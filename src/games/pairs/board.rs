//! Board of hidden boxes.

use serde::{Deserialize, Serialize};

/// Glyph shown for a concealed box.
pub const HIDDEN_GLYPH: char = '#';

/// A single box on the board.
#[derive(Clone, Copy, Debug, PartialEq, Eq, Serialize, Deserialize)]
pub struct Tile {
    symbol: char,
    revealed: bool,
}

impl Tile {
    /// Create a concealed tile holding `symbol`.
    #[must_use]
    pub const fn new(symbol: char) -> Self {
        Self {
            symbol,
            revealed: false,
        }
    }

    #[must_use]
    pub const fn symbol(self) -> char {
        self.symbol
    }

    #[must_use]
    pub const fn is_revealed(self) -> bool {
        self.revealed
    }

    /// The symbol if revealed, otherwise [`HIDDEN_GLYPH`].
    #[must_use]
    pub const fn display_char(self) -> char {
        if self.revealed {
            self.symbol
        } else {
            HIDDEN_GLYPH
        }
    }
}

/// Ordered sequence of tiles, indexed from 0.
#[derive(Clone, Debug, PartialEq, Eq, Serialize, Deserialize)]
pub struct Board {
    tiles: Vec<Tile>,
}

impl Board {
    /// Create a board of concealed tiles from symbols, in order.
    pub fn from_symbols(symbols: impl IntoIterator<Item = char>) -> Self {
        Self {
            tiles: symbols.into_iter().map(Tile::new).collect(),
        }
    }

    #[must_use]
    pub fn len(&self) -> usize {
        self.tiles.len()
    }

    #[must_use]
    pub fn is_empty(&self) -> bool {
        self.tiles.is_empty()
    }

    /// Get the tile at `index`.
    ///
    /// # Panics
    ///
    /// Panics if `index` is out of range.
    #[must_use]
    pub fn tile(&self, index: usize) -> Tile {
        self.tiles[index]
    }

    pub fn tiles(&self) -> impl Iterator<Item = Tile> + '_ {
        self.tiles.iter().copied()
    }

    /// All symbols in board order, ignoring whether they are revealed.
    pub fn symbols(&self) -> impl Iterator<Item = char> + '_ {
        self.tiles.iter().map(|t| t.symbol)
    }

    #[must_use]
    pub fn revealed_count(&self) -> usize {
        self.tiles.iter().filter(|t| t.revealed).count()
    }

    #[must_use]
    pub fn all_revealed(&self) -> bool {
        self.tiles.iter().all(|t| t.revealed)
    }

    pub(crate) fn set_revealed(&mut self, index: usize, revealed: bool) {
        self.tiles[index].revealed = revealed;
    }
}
--
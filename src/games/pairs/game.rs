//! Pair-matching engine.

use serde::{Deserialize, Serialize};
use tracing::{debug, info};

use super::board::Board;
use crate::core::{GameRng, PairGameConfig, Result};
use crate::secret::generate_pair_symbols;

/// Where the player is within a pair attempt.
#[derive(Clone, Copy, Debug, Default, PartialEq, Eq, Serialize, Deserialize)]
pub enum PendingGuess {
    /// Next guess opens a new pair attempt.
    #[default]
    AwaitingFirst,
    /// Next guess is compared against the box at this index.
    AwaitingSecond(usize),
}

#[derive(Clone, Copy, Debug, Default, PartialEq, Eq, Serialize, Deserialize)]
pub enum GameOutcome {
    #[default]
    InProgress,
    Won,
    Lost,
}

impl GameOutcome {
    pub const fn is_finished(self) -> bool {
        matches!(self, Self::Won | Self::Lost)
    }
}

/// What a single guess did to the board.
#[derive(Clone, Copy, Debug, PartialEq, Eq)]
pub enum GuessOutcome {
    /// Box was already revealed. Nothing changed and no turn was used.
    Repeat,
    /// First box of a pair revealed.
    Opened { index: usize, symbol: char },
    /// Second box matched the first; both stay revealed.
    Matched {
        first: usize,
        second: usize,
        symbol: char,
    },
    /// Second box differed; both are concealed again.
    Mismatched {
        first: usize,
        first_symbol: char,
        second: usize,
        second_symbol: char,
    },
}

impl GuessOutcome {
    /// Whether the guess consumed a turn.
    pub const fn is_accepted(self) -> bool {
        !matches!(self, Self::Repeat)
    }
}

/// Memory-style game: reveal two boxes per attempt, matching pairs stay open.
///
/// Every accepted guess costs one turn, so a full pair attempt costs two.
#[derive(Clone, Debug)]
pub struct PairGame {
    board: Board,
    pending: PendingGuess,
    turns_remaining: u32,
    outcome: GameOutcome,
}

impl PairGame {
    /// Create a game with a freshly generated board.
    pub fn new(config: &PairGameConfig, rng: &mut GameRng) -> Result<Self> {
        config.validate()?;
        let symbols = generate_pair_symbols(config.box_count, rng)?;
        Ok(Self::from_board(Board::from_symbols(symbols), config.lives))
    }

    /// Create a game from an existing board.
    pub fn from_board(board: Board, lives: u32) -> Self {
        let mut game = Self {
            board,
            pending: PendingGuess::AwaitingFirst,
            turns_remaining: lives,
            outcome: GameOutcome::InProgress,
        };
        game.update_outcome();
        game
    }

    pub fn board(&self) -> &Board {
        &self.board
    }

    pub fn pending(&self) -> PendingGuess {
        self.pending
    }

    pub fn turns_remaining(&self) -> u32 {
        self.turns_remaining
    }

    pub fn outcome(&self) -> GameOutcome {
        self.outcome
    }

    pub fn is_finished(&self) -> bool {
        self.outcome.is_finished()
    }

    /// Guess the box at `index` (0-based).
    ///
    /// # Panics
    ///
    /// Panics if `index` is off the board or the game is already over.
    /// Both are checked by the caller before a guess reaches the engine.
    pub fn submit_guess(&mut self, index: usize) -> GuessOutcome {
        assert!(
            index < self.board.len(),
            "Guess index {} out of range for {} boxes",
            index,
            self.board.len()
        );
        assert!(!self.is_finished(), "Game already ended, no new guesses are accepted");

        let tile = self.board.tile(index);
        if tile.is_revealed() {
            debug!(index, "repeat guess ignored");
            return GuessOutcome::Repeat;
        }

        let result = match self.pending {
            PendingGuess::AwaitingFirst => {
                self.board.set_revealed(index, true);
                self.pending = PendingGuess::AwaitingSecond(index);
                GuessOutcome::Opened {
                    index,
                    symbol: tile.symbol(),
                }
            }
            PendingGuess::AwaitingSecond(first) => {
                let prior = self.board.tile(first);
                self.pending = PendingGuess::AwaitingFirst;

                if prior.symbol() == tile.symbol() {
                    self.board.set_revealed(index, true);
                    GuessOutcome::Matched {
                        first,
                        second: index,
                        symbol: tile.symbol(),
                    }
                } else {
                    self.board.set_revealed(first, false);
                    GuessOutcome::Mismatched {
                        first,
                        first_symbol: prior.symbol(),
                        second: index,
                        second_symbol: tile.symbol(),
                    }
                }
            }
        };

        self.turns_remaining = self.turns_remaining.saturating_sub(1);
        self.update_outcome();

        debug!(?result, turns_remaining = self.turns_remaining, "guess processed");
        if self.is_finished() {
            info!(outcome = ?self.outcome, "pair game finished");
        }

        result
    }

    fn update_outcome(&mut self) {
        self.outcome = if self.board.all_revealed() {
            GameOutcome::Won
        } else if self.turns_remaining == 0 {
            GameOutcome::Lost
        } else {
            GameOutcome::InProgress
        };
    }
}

◆ **Exercise description**
From the records above, pick out and copy each line holding the word "assert".

◆ **Solution for this exercise**
        assert!(
        assert!(!self.is_finished(), "Game already ended, no new guesses are accepted");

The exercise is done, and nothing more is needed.